Saved entries

[Start of section]

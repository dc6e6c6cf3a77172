//! I/O module
//!
//! Handles stream redirection and the line relay.
//!
//! # Components
//!
//! - `streams` - Input/output handles, optionally redirected to files
//! - `relay` - Line-by-line passthrough from input to output

pub mod relay;
pub mod streams;

pub use relay::{relay, LineReader};
pub use streams::{InputStream, OutputStream, Streams};
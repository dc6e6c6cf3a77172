//! Error types for option processing and stream handling
//!
//! # Error Categories
//!
//! - **Option errors** ([`OptionError`]): unknown options, missing or needless
//!   arguments, values outside an allowed set, values that look like another
//!   option, arguments that are not UTF-8 where text is required, trailing
//!   positional arguments. These are accumulated into
//!   [`ValidationErrors`] and reported together.
//! - **Resource errors**: a redirection file cannot be opened. Fatal and
//!   immediate, never accumulated.
//! - **I/O errors**: reading or writing a stream failed during the relay.

use std::ffi::OsStr;
use std::fmt;
use std::path::{Path, PathBuf};
use thiserror::Error;

/// A single problem found while scanning or validating the arguments
#[derive(Debug, Clone, PartialEq, Eq, Error)]
pub enum OptionError {
    /// A `--` token that names no declared option
    #[error("invalid option: {token}")]
    UnknownOption { token: String },

    /// A value option was the last token, leaving nothing to consume
    #[error("missing argument: --{option}")]
    MissingArgument { option: String },

    /// A value was attached (`--name=value`) to an option that takes none
    #[error("needless argument: {token}")]
    NeedlessArgument { token: String },

    /// The supplied value is not a member of the option's allowed set
    #[error("value '{value}' not permitted for option --{option}, must be one of '{}'", allowed.join(", "))]
    NotPermitted {
        option: String,
        value: String,
        /// Allowed values, sorted
        allowed: Vec<String>,
    },

    /// The consumed value is itself an option token, so the real value was
    /// most likely left out
    #[error("option '--{option}' is missing its value")]
    MissingValue { option: String },

    /// A token that is not valid UTF-8 where only text is accepted
    #[error("argument is not valid UTF-8: {token}")]
    NotUnicode {
        /// Lossy rendering of the token
        token: String,
    },

    /// The value of a text option is not valid UTF-8
    #[error("value of option --{option} is not valid UTF-8: {value}")]
    NotUnicodeValue {
        option: String,
        /// Lossy rendering of the value
        value: String,
    },

    /// A positional token; the template accepts none
    #[error("unexpected extra argument: {token}")]
    TrailingArgument { token: String },
}

impl OptionError {
    pub fn unknown_option(token: &str) -> Self {
        OptionError::UnknownOption {
            token: token.to_string(),
        }
    }

    pub fn missing_argument(option: &str) -> Self {
        OptionError::MissingArgument {
            option: option.to_string(),
        }
    }

    pub fn needless_argument(token: &str) -> Self {
        OptionError::NeedlessArgument {
            token: token.to_string(),
        }
    }

    /// Create a NotPermitted error, sorting the allowed set for display
    pub fn not_permitted(option: &str, value: &str, allowed: &[&str]) -> Self {
        let mut allowed: Vec<String> = allowed.iter().map(|v| v.to_string()).collect();
        allowed.sort();
        OptionError::NotPermitted {
            option: option.to_string(),
            value: value.to_string(),
            allowed,
        }
    }

    pub fn missing_value(option: &str) -> Self {
        OptionError::MissingValue {
            option: option.to_string(),
        }
    }

    pub fn not_unicode(token: &OsStr) -> Self {
        OptionError::NotUnicode {
            token: token.to_string_lossy().into_owned(),
        }
    }

    pub fn not_unicode_value(option: &str, value: &OsStr) -> Self {
        OptionError::NotUnicodeValue {
            option: option.to_string(),
            value: value.to_string_lossy().into_owned(),
        }
    }

    pub fn trailing_argument(token: &str) -> Self {
        OptionError::TrailingArgument {
            token: token.to_string(),
        }
    }
}

/// Every option error found in one invocation, in the order they were found
///
/// Never empty when returned from `cli::process`.
#[derive(Debug, Clone, PartialEq, Eq, Default)]
pub struct ValidationErrors(Vec<OptionError>);

impl ValidationErrors {
    pub fn new() -> Self {
        Self::default()
    }

    pub fn push(&mut self, error: OptionError) {
        self.0.push(error);
    }

    pub fn is_empty(&self) -> bool {
        self.0.is_empty()
    }

    pub fn len(&self) -> usize {
        self.0.len()
    }

    pub fn iter(&self) -> std::slice::Iter<'_, OptionError> {
        self.0.iter()
    }

    pub fn into_vec(self) -> Vec<OptionError> {
        self.0
    }

    /// `Ok(())` when nothing was collected, the whole set otherwise
    pub fn into_result(self) -> Result<(), Self> {
        if self.is_empty() {
            Ok(())
        } else {
            Err(self)
        }
    }
}

impl fmt::Display for ValidationErrors {
    fn fmt(&self, f: &mut fmt::Formatter<'_>) -> fmt::Result {
        for (i, error) in self.0.iter().enumerate() {
            if i > 0 {
                writeln!(f)?;
            }
            write!(f, "{}", error)?;
        }
        Ok(())
    }
}

impl std::error::Error for ValidationErrors {}

impl<'a> IntoIterator for &'a ValidationErrors {
    type Item = &'a OptionError;
    type IntoIter = std::slice::Iter<'a, OptionError>;

    fn into_iter(self) -> Self::IntoIter {
        self.iter()
    }
}

/// Top-level error of one invocation
#[derive(Debug, Clone, PartialEq, Error)]
pub enum CliError {
    /// One or more option errors; the invocation never reaches the relay
    #[error("{0}")]
    Validation(ValidationErrors),

    /// The `--input` file could not be opened for reading
    #[error("cannot open input file '{}': {message}", path.display())]
    OpenInput { path: PathBuf, message: String },

    /// The `--output` file could not be created or truncated
    #[error("cannot open output file '{}': {message}", path.display())]
    OpenOutput { path: PathBuf, message: String },

    /// Reading or writing a stream failed
    #[error("I/O error: {message}")]
    Io { message: String },
}

impl From<std::io::Error> for CliError {
    fn from(error: std::io::Error) -> Self {
        CliError::Io {
            message: error.to_string(),
        }
    }
}

impl From<ValidationErrors> for CliError {
    fn from(errors: ValidationErrors) -> Self {
        CliError::Validation(errors)
    }
}

impl CliError {
    pub fn open_input(path: &Path, error: &std::io::Error) -> Self {
        CliError::OpenInput {
            path: path.to_path_buf(),
            message: error.to_string(),
        }
    }

    pub fn open_output(path: &Path, error: &std::io::Error) -> Self {
        CliError::OpenOutput {
            path: path.to_path_buf(),
            message: error.to_string(),
        }
    }

    /// One human-readable line per underlying error
    pub fn diagnostics(&self) -> Vec<String> {
        match self {
            CliError::Validation(errors) => errors.iter().map(ToString::to_string).collect(),
            other => vec![other.to_string()],
        }
    }
}
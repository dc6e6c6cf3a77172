//! Pipe Scaffold Library
//! # Overview
//!
//! A starting point for Unix-pipeline tools: a declared vocabulary of long
//! options, fail-together validation, optional file redirection of
//! stdin/stdout, and a line-by-line passthrough to put real processing into.
//!
//! # Architecture
//!
//! - [`types`] - Option values, the parsed configuration, error types
//! - [`cli`] - Option table, argument processing, invocation driver:
//!   - [`cli::definitions`] - Static option definitions and usage text
//!   - [`cli::process`] - Scan and validate arguments
//!   - [`cli::run`] - Drive one invocation to an exit status
//! - [`io`] - Stream handles and the line relay
//!
//! # Invocation lifecycle
//!
//! 1. Scan the arguments; `--help` prints usage and ends successfully
//! 2. Validate; all errors are reported together, then the invocation fails
//! 3. Open redirection files; an unopenable file fails immediately
//! 4. Relay lines from input to output

pub mod cli;
pub mod io;
pub mod types;

pub use cli::{process, run, Outcome, Status};
pub use io::{relay, Streams};
pub use types::{CliError, OptionError, OptionValue, ParsedOptions, ValidationErrors};
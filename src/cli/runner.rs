//! Invocation driver
//!
//! The only place that decides how an invocation ends: it runs option
//! processing, prints help or diagnostics, applies redirection, starts the
//! relay, and maps the result to an exit [`Status`]. Everything below it
//! returns `Result` values and never exits the process.

use crate::cli::{process, Outcome};
use crate::io::{relay, Streams};
use crate::types::{CliError, ParsedOptions};
use is_terminal::IsTerminal;
use std::ffi::OsStr;
use std::io::{BufRead, Write};
use tracing::{debug, info};

/// Prefix of every diagnostic line
pub const ERROR_PREFIX: &str = "ERROR: ";

/// How an invocation ended
#[derive(Debug, Clone, Copy, PartialEq, Eq)]
pub enum Status {
    /// Data relayed, or help printed
    Success,
    /// Option errors, an unopenable file, or an I/O failure
    Failure,
}

impl Status {
    /// Process exit code
    pub fn code(self) -> i32 {
        match self {
            Status::Success => 0,
            Status::Failure => 1,
        }
    }
}

/// Run one invocation
///
/// `args` excludes the program name. `stdin` and `stdout` are the default
/// streams, used unless `--input`/`--output` redirect them. Help text and
/// diagnostics go to `stderr`, so `stdout` only ever carries relayed data.
///
/// Redirected files are owned by this call and closed before it returns, on
/// every path.
pub fn run<S, R, W, E>(args: &[S], stdin: R, stdout: W, stderr: &mut E) -> Status
where
    S: AsRef<OsStr>,
    R: BufRead,
    W: Write,
    E: Write,
{
    match invoke(args, stdin, stdout, stderr) {
        Ok(()) => Status::Success,
        Err(error) => {
            report(&error, stderr);
            Status::Failure
        }
    }
}

fn invoke<S, R, W, E>(args: &[S], stdin: R, stdout: W, stderr: &mut E) -> Result<(), CliError>
where
    S: AsRef<OsStr>,
    R: BufRead,
    W: Write,
    E: Write,
{
    let options = match process(args)? {
        Outcome::Help(usage) => {
            stderr.write_all(usage.as_bytes())?;
            stderr.flush()?;
            return Ok(());
        }
        Outcome::Ready(options) => options,
    };

    if options.verbose() {
        init_logging();
    }
    log_options(&options);

    let mut streams = Streams::open(&options, stdin, stdout)?;
    let lines = relay(&mut streams.input, &mut streams.output)?;
    debug!(lines, "invocation finished");
    Ok(())
}

/// Install a stderr logger at DEBUG level
///
/// Colors only when stderr is a terminal, so redirected logs stay plain text.
/// A second call in the same process (tests run many invocations) keeps the
/// first subscriber.
fn init_logging() {
    let _ = tracing_subscriber::fmt()
        .with_writer(std::io::stderr)
        .with_ansi(use_color(&std::io::stderr()))
        .with_max_level(tracing::Level::DEBUG)
        .try_init();
}

fn use_color<T: IsTerminal>(stream: &T) -> bool {
    stream.is_terminal()
}

fn log_options(options: &ParsedOptions) {
    for (name, value) in options.iter() {
        info!("option {} {}", name, value);
    }
}

/// Write one prefixed line per error; a failing stderr has nowhere to report
fn report<E: Write>(error: &CliError, stderr: &mut E) {
    for line in error.diagnostics() {
        let _ = writeln!(stderr, "{}{}", ERROR_PREFIX, line);
    }
    let _ = stderr.flush();
}
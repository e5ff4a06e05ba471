use super::*;

/// Minimum-cost perfect matching on a square cost matrix.
///
/// Given an N × N matrix of finite, non-negative costs, `solve` returns a
/// permutation σ of 0..N (row i is matched to column σ(i)) minimizing
/// Σ D[i][σ(i)]. The clustering loop only relies on this contract, so any
/// exact algorithm (Hungarian, Jonker-Volgenant, network simplex) can be
/// plugged in. A solver that returns something other than a permutation is
/// caught by [`Update`] and surfaces as a fatal error.
///
/// Closures of the right shape implement the trait directly.
pub trait Assignment: Sync {
    fn solve(&self, costs: &Costs) -> Vec<usize>;
}

impl<F> Assignment for F
where
    F: Fn(&Costs) -> Vec<usize> + Sync,
{
    fn solve(&self, costs: &Costs) -> Vec<usize> {
        self(costs)
    }
}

[End of section]

What is expected
Among the entries above, how many lines contain the string "together"? Only the number should be given.

Answer box
3